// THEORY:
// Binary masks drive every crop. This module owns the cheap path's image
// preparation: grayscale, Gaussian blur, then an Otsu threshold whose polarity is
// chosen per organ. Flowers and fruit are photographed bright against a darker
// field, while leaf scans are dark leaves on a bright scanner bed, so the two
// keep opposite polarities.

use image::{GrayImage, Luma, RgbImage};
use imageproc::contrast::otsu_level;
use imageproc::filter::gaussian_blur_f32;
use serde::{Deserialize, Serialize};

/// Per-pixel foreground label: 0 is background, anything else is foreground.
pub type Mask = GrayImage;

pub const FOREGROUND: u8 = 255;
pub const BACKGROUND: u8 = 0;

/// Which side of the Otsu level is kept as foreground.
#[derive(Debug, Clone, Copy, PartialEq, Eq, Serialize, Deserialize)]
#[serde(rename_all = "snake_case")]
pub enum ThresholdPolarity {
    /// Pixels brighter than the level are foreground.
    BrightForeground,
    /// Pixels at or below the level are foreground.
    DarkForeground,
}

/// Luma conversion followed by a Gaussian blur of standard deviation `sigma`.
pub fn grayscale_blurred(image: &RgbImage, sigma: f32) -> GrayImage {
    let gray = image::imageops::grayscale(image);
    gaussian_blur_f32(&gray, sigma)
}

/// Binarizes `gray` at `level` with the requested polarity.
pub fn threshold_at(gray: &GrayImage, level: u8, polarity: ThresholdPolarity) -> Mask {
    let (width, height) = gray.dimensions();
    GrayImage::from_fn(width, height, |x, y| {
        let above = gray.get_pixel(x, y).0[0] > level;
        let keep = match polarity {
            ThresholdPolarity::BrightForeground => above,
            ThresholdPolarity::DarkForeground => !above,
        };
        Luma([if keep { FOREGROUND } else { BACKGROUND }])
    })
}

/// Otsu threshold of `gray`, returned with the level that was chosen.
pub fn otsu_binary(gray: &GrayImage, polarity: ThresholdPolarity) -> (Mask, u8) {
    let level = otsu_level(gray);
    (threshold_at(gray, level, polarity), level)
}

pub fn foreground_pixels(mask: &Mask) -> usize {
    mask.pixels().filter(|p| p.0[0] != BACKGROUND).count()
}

▬▬▬

Restate the data word for word. Begin at its first line, end at the line that contains "Luma conversion followed", and include both.

*WRITTEN RESPONSE:*
// THEORY:
// Binary masks drive every crop. This module owns the cheap path's image
// preparation: grayscale, Gaussian blur, then an Otsu threshold whose polarity is
// chosen per organ. Flowers and fruit are photographed bright against a darker
// field, while leaf scans are dark leaves on a bright scanner bed, so the two
// keep opposite polarities.

use image::{GrayImage, Luma, RgbImage};
use imageproc::contrast::otsu_level;
use imageproc::filter::gaussian_blur_f32;
use serde::{Deserialize, Serialize};

/// Per-pixel foreground label: 0 is background, anything else is foreground.
pub type Mask = GrayImage;

pub const FOREGROUND: u8 = 255;
pub const BACKGROUND: u8 = 0;

/// Which side of the Otsu level is kept as foreground.
#[derive(Debug, Clone, Copy, PartialEq, Eq, Serialize, Deserialize)]
#[serde(rename_all = "snake_case")]
pub enum ThresholdPolarity {
    /// Pixels brighter than the level are foreground.
    BrightForeground,
    /// Pixels at or below the level are foreground.
    DarkForeground,
}

/// Luma conversion followed by a Gaussian blur of standard deviation `sigma`.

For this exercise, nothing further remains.